I have many contingency tables (100) in many sheets gathered in one excel file. Some of them have more attributes than the other. But at the end they all have the same columns and rows name. (either more attributes or less). For example let's say we have these 2 tables.

enter image description here

enter image description here

I want to add each cell that belong to the same class (row - Person1 type B and column B_1 cell in the first table will add up with row - Person1 type B and column B_1 cell in the second table and so on)

The final table will be like this. Notice D was not there in the first table so it is going to be there as it is.

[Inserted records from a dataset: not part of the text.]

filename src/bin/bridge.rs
use std::sync::Arc;

use anyhow::Context;
use clap::Parser;
use icinga_bridge::{
    client::{MonitoringApi, icinga::IcingaClient, memory::MemoryApi},
    config::{Config, SAMPLE_CONFIG, read_config_file},
    dispatcher::Dispatcher,
    feed::forward,
    util::load_env,
};
use tokio::io::BufReader;
use tracing::{info, level_filters::LevelFilter, trace, warn};
use tracing_subscriber::{filter, layer::SubscriberExt, util::SubscriberInitExt};

/// Forward metrics to Icinga2 as passive check results.
///
/// Reads newline-delimited JSON metrics (`{"name", "tags", "fields"}`) and
/// sends them in batches.
#[derive(Debug, Clone, Parser)]
struct Args {
    /// Config file
    #[arg(short, required_unless_present = "print_config")]
    file: Option<String>,

    /// Read metrics from this file instead of stdin
    #[arg(long)]
    input: Option<String>,

    /// Number of metrics forwarded per batch
    #[arg(long, default_value_t = 100)]
    batch_size: usize,

    /// Log check results instead of sending them
    #[arg(long)]
    dry_run: bool,

    /// Print a sample configuration and exit
    #[arg(long)]
    print_config: bool,
}

fn log_level(debug: bool) -> LevelFilter {
    if debug {
        LevelFilter::DEBUG
    } else {
        LevelFilter::INFO
    }
}

fn init(debug: bool) {
    let level = log_level(debug);
    let filter = filter::Targets::new().with_targets(vec![
        ("icinga_bridge", level),
        ("bridge", level),
    ]);
    tracing_subscriber::registry()
        .with(
            tracing_subscriber::fmt::layer()
                .with_writer(std::io::stderr)
                .compact()
                .with_ansi(false),
        )
        .with(filter)
        .init();
}

#[tokio::main]
async fn main() -> anyhow::Result<()> {
    let args = Args::parse();

    if args.print_config {
        println!("{SAMPLE_CONFIG}");
        return Ok(());
    }

    load_env();
    let path = args.file.as_deref().context("no config file given")?;
    let config = read_config_file(path)?.apply_env();
    init(config.debug);
    trace!("started with args: {args:?}");

    let api = connect(&config, args.dry_run)?;
    let dispatcher =
        Dispatcher::new(api.clone(), &config.check_command).with_prefix(config.prefix());

    let result = match &args.input {
        Some(input) => {
            let file = tokio::fs::File::open(input)
                .await
                .with_context(|| format!("failed to open {input}"))?;
            forward(BufReader::new(file), &dispatcher, args.batch_size).await
        }
        None => forward(BufReader::new(tokio::io::stdin()), &dispatcher, args.batch_size).await,
    };

    if let Err(e) = api.close().await {
        warn!("failed to close connection: {e}");
    }

    result
}

fn connect(config: &Config, dry_run: bool) -> anyhow::Result<Arc<dyn MonitoringApi>> {
    if dry_run {
        info!("dry run, check results are only logged");
        return Ok(Arc::new(MemoryApi::dry_run()));
    }

    config.validate()?;
    let client = IcingaClient::connect(config)?;
    info!("forwarding to {}", client.base_url());
    Ok(Arc::new(client))
}
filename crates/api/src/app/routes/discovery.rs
use std::sync::Arc;

use axum::{Json, extract::Extension, response::IntoResponse};
use serde_json::json;

use crate::app::services::AppServices;

/// OpenID Provider metadata. Served under both the underscore and the
/// hyphenated well-known path.
pub async fn openid_configuration(Extension(services): Extension<Arc<AppServices>>) -> impl IntoResponse {
    let issuer = services.engine.config().issuer.trim_end_matches('/').to_string();
    let alg = services.engine.signer().algorithm();

    Json(json!({
        "issuer": issuer,
        "authorization_endpoint": format!("{issuer}/oauth2/authorize"),
        "token_endpoint": format!("{issuer}/oauth2/token"),
        "introspection_endpoint": format!("{issuer}/oauth2/introspect"),
        "revocation_endpoint": format!("{issuer}/oauth2/revoke"),
        "userinfo_endpoint": format!("{issuer}/userinfo"),
        "jwks_uri": format!("{issuer}/jwks"),
        "response_types_supported": ["code"],
        "response_modes_supported": ["query"],
        "grant_types_supported": ["authorization_code", "refresh_token", "client_credentials"],
        "subject_types_supported": ["public"],
        "id_token_signing_alg_values_supported": [alg],
        "token_endpoint_auth_methods_supported": [
            "client_secret_basic",
            "client_secret_post",
            "private_key_jwt",
            "none"
        ],
        "token_endpoint_auth_signing_alg_values_supported": ["RS256"],
        "code_challenge_methods_supported": ["S256", "plain"],
        "scopes_supported": ["openid", "email"],
        "claims_supported": ["iss", "sub", "aud", "exp", "iat", "auth_time", "nonce", "sid", "email", "roles"],
    }))
}

/// Verification keys; each `kid` matches the header of tokens signed with it.
pub async fn jwks(Extension(services): Extension<Arc<AppServices>>) -> impl IntoResponse {
    Json(services.engine.signer().jwks())
}
//! In-memory event bus for tests/dev and single-process deployments.

use std::sync::{Mutex, mpsc};

use crate::bus::{EventBus, Subscription};

#[derive(Debug, thiserror::Error)]
pub enum InMemoryBusError {
    #[error("event bus lock poisoned")]
    Poisoned,
}

/// In-memory pub/sub bus.
///
/// Fan-out is best effort: subscribers whose receiving end was dropped are
/// pruned on the next publish.
#[derive(Debug)]
pub struct InMemoryEventBus<M> {
    subscribers: Mutex<Vec<mpsc::Sender<M>>>,
}

impl<M> InMemoryEventBus<M> {
    pub fn new() -> Self {
        Self::default()
    }

    pub fn subscriber_count(&self) -> usize {
        self.subscribers.lock().map(|s| s.len()).unwrap_or(0)
    }
}

impl<M> Default for InMemoryEventBus<M> {
    fn default() -> Self {
        Self {
            subscribers: Mutex::new(Vec::new()),
        }
    }
}

impl<M> EventBus<M> for InMemoryEventBus<M>
where
    M: Clone + Send + 'static,
{
    type Error = InMemoryBusError;

    fn publish(&self, message: M) -> Result<(), Self::Error> {
        let mut subs = self.subscribers.lock().map_err(|_| InMemoryBusError::Poisoned)?;
        subs.retain(|tx| tx.send(message.clone()).is_ok());
        Ok(())
    }

    fn subscribe(&self) -> Subscription<M> {
        let (tx, rx) = mpsc::channel();
        if let Ok(mut subs) = self.subscribers.lock() {
            subs.push(tx);
        }
        Subscription::new(rx)
    }
}
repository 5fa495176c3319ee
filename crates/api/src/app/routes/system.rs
use axum::http::StatusCode;

pub async fn health() -> StatusCode {
    StatusCode::OK
}
use base64::Engine as _;
use base64::engine::general_purpose::URL_SAFE_NO_PAD;
use reqwest::{StatusCode, header};
use serde_json::{Value, json};
use sha2::{Digest, Sha256};

use gatekeep_api::config::{ApiConfig, SigningConfig};

const PRIVATE_PEM: &str = include_str!("../../infra/tests/fixtures/rsa_private.pem");
const PUBLIC_PEM: &str = include_str!("../../infra/tests/fixtures/rsa_public.pem");
const REDIRECT: &str = "https://app/cb";
const VERIFIER: &str = "dBjftJeZ4CVP-mB92K27uhbUJU1p1r_wW1gFWFOEjXk";
const PASSWORD: &str = "correct horse battery staple";

struct TestServer {
    base_url: String,
    handle: tokio::task::JoinHandle<()>,
}

impl TestServer {
    async fn spawn() -> Self {
        let mut config = ApiConfig::testing();
        config.signing = SigningConfig::Rs256 {
            private_key_pem: PRIVATE_PEM.to_string(),
            public_key_pem: PUBLIC_PEM.to_string(),
            kid: Some("test-rsa".to_string()),
        };

        // Same router as prod, bound to an ephemeral port.
        let app = gatekeep_api::app::build_app(config).expect("failed to build app");
        let listener = tokio::net::TcpListener::bind("127.0.0.1:0")
            .await
            .expect("failed to bind ephemeral port");
        let addr = listener.local_addr().unwrap();
        let base_url = format!("http://{}", addr);

        let handle = tokio::spawn(async move {
            axum::serve(listener, app).await.unwrap();
        });

        Self { base_url, handle }
    }

    fn url(&self, path: &str) -> String {
        format!("{}{}", self.base_url, path)
    }
}

impl Drop for TestServer {
    fn drop(&mut self) {
        self.handle.abort();
    }
}

fn http() -> reqwest::Client {
    reqwest::Client::builder()
        .redirect(reqwest::redirect::Policy::none())
        .build()
        .unwrap()
}

fn challenge(verifier: &str) -> String {
    URL_SAFE_NO_PAD.encode(Sha256::digest(verifier.as_bytes()))
}

async fn register_user(server: &TestServer, client: &reqwest::Client, email: &str) -> String {
    let res = client
        .post(server.url("/users"))
        .json(&json!({ "email": email, "password": PASSWORD }))
        .send()
        .await
        .unwrap();
    assert_eq!(res.status(), StatusCode::CREATED);
    let body: Value = res.json().await.unwrap();
    body["user_id"].as_str().unwrap().to_string()
}

async fn register_public_client(server: &TestServer, client: &reqwest::Client) -> String {
    let res = client
        .post(server.url("/clients"))
        .json(&json!({
            "name": "spa",
            "client_type": "public",
            "redirect_uris": [REDIRECT],
            "scope": "openid email",
            "grant_types": ["authorization_code", "refresh_token"],
        }))
        .send()
        .await
        .unwrap();
    assert_eq!(res.status(), StatusCode::CREATED);
    let body: Value = res.json().await.unwrap();
    assert!(body.get("client_secret").is_none());
    body["client_id"].as_str().unwrap().to_string()
}

/// `name=value` of the session cookie set by `/login`.
async fn login(server: &TestServer, client: &reqwest::Client, email: &str, device: &str) -> String {
    let res = client
        .post(server.url("/login"))
        .json(&json!({ "email": email, "password": PASSWORD, "device": device }))
        .send()
        .await
        .unwrap();
    assert_eq!(res.status(), StatusCode::OK);
    let set_cookie = res
        .headers()
        .get(header::SET_COOKIE)
        .expect("login sets a session cookie")
        .to_str()
        .unwrap();
    set_cookie.split(';').next().unwrap().to_string()
}

async fn authorize(server: &TestServer, client: &reqwest::Client, cookie: &str, client_id: &str) -> String {
    authorize_with_method(server, client, cookie, client_id, "S256").await
}

/// Code flow for [`VERIFIER`] under the given PKCE method.
async fn authorize_with_method(
    server: &TestServer,
    client: &reqwest::Client,
    cookie: &str,
    client_id: &str,
    method: &str,
) -> String {
    let code_challenge = match method {
        "plain" => VERIFIER.to_string(),
        _ => challenge(VERIFIER),
    };
    let res = client
        .get(server.url("/oauth2/authorize"))
        .header(header::COOKIE, cookie)
        .query(&[
            ("response_type", "code"),
            ("client_id", client_id),
            ("redirect_uri", REDIRECT),
            ("scope", "openid email"),
            ("state", "xyz"),
            ("code_challenge", code_challenge.as_str()),
            ("code_challenge_method", method),
            ("nonce", "n-0S6"),
        ])
        .send()
        .await
        .unwrap();
    assert_eq!(res.status(), StatusCode::FOUND);

    let location = res.headers().get(header::LOCATION).unwrap().to_str().unwrap();
    let location = url::Url::parse(location).unwrap();
    assert!(location.as_str().starts_with(REDIRECT));
    let param = |name: &str| {
        location
            .query_pairs()
            .find(|(k, _)| k == name)
            .map(|(_, v)| v.into_owned())
    };
    assert_eq!(param("state").as_deref(), Some("xyz"));
    param("code").expect("redirect carries a code")
}

async fn exchange(server: &TestServer, client: &reqwest::Client, client_id: &str, code: &str) -> reqwest::Response {
    client
        .post(server.url("/oauth2/token"))
        .form(&[
            ("grant_type", "authorization_code"),
            ("code", code),
            ("redirect_uri", REDIRECT),
            ("client_id", client_id),
            ("code_verifier", VERIFIER),
        ])
        .send()
        .await
        .unwrap()
}

/// Register, log in and run the code flow; returns the token response.
async fn signed_in(server: &TestServer, client: &reqwest::Client, email: &str) -> (String, String, Value) {
    let user_id = register_user(server, client, email).await;
    let client_id = register_public_client(server, client).await;
    let cookie = login(server, client, email, "laptop").await;
    let code = authorize(server, client, &cookie, &client_id).await;
    let res = exchange(server, client, &client_id, &code).await;
    assert_eq!(res.status(), StatusCode::OK);
    (user_id, client_id, res.json().await.unwrap())
}

#[tokio::test]
async fn health_echoes_request_id() {
    let server = TestServer::spawn().await;
    let request_id = "0190f3c2-6c1e-7cc0-8d5e-3f2a1b4c5d6e";
    let res = http()
        .get(server.url("/health"))
        .header("x-request-id", request_id)
        .send()
        .await
        .unwrap();
    assert_eq!(res.status(), StatusCode::OK);
    assert_eq!(res.headers().get("x-request-id").unwrap(), request_id);
}

#[tokio::test]
async fn discovery_documents_and_jwks() {
    let server = TestServer::spawn().await;
    let client = http();

    for path in ["/.well-known/openid_configuration", "/.well-known/openid-configuration"] {
        let doc: Value = client.get(server.url(path)).send().await.unwrap().json().await.unwrap();
        assert_eq!(doc["issuer"], "http://localhost:8080");
        assert_eq!(doc["token_endpoint"], "http://localhost:8080/oauth2/token");
        assert_eq!(doc["id_token_signing_alg_values_supported"], json!(["RS256"]));
        assert_eq!(doc["code_challenge_methods_supported"], json!(["S256", "plain"]));
        assert!(doc["token_endpoint_auth_methods_supported"]
            .as_array()
            .unwrap()
            .contains(&json!("private_key_jwt")));
    }

    let jwks: Value = client.get(server.url("/jwks")).send().await.unwrap().json().await.unwrap();
    let keys = jwks["keys"].as_array().unwrap();
    assert_eq!(keys.len(), 1);
    assert_eq!(keys[0]["kid"], "test-rsa");
    assert_eq!(keys[0]["kty"], "RSA");
}

#[tokio::test]
async fn every_advertised_pkce_method_completes_the_code_flow() {
    let server = TestServer::spawn().await;
    let client = http();

    let doc: Value = client
        .get(server.url("/.well-known/openid-configuration"))
        .send()
        .await
        .unwrap()
        .json()
        .await
        .unwrap();
    let methods = doc["code_challenge_methods_supported"].as_array().unwrap().clone();

    register_user(&server, &client, "pkce@example.com").await;
    let client_id = register_public_client(&server, &client).await;
    let cookie = login(&server, &client, "pkce@example.com", "laptop").await;
    for method in methods {
        let method = method.as_str().unwrap();
        let code = authorize_with_method(&server, &client, &cookie, &client_id, method).await;
        let res = exchange(&server, &client, &client_id, &code).await;
        assert_eq!(res.status(), StatusCode::OK, "pkce method {method}");
    }
}

#[tokio::test]
async fn authorization_code_flow_end_to_end() {
    let server = TestServer::spawn().await;
    let client = http();

    let user_id = register_user(&server, &client, "ada@example.com").await;
    let client_id = register_public_client(&server, &client).await;
    let cookie = login(&server, &client, "ada@example.com", "laptop").await;
    let code = authorize(&server, &client, &cookie, &client_id).await;

    let res = exchange(&server, &client, &client_id, &code).await;
    assert_eq!(res.status(), StatusCode::OK);
    assert_eq!(res.headers().get(header::CACHE_CONTROL).unwrap(), "no-store");
    let tokens: Value = res.json().await.unwrap();
    assert_eq!(tokens["token_type"], "Bearer");
    assert!(tokens["expires_in"].as_i64().unwrap() > 0);
    assert!(tokens["refresh_token"].is_string());
    assert!(tokens["id_token"].is_string());

    let access_token = tokens["access_token"].as_str().unwrap();
    let header = jsonwebtoken::decode_header(access_token).unwrap();
    assert_eq!(header.kid.as_deref(), Some("test-rsa"));

    // a redeemed code never works twice
    let replay = exchange(&server, &client, &client_id, &code).await;
    assert_eq!(replay.status(), StatusCode::BAD_REQUEST);
    let body: Value = replay.json().await.unwrap();
    assert_eq!(body["error"], "invalid_grant");

    // and the replay took the first issuance down with it
    let res = client
        .get(server.url("/userinfo"))
        .bearer_auth(access_token)
        .send()
        .await
        .unwrap();
    assert_eq!(res.status(), StatusCode::UNAUTHORIZED);
    assert!(res.headers().contains_key(header::WWW_AUTHENTICATE));

    // nor can it reach session management
    let sessions = client
        .get(server.url("/sessions"))
        .bearer_auth(access_token)
        .send()
        .await
        .unwrap();
    assert_eq!(sessions.status(), StatusCode::UNAUTHORIZED);
    assert!(!user_id.is_empty());
}

#[tokio::test]
async fn userinfo_introspection_and_revocation() {
    let server = TestServer::spawn().await;
    let client = http();
    let (user_id, client_id, tokens) = signed_in(&server, &client, "grace@example.com").await;
    let access_token = tokens["access_token"].as_str().unwrap();

    let info: Value = client
        .get(server.url("/userinfo"))
        .bearer_auth(access_token)
        .send()
        .await
        .unwrap()
        .json()
        .await
        .unwrap();
    assert_eq!(info["sub"], user_id.as_str());
    assert_eq!(info["email"], "grace@example.com");

    let introspection: Value = client
        .post(server.url("/oauth2/introspect"))
        .form(&[("token", access_token), ("client_id", client_id.as_str())])
        .send()
        .await
        .unwrap()
        .json()
        .await
        .unwrap();
    assert_eq!(introspection["active"], true);
    assert_eq!(introspection["client_id"], client_id.as_str());
    assert_eq!(introspection["sub"], user_id.as_str());

    let res = client
        .post(server.url("/oauth2/revoke"))
        .form(&[("token", access_token), ("client_id", client_id.as_str())])
        .send()
        .await
        .unwrap();
    assert_eq!(res.status(), StatusCode::OK);

    let introspection: Value = client
        .post(server.url("/oauth2/introspect"))
        .form(&[("token", access_token), ("client_id", client_id.as_str())])
        .send()
        .await
        .unwrap()
        .json()
        .await
        .unwrap();
    assert_eq!(introspection, json!({ "active": false }));

    // unknown tokens are accepted silently
    let res = client
        .post(server.url("/oauth2/revoke"))
        .form(&[("token", "not-a-token"), ("client_id", client_id.as_str())])
        .send()
        .await
        .unwrap();
    assert_eq!(res.status(), StatusCode::OK);
}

enter image description here

I want to sum up (pool) all the contingency tables into one with all the available attributes. How to achieve this in R?

Thank you

Amal Nasir
  • 164
  • 15

1 Answers1

0

Since you did not provide a excel-file, i cooked up a file based on your images provided..

It looks like this
enter image description here enter image description here

library(tidyverse)
library(tidyxl)
library(readxl)
library(data.table)
library(unpivotr)

file_to_read <- "./testdata.xlsx"
# Get all names of sheets in the file
sheet_names <- readxl::excel_sheets(file_to_read)
# Loop through sheets
L <- lapply(sheet_names, function(x) {
  all_cells <-
    tidyxl::xlsx_cells(file_to_read, sheets = x) %>%
    dplyr::select(sheet, row, col, data_type, character, numeric)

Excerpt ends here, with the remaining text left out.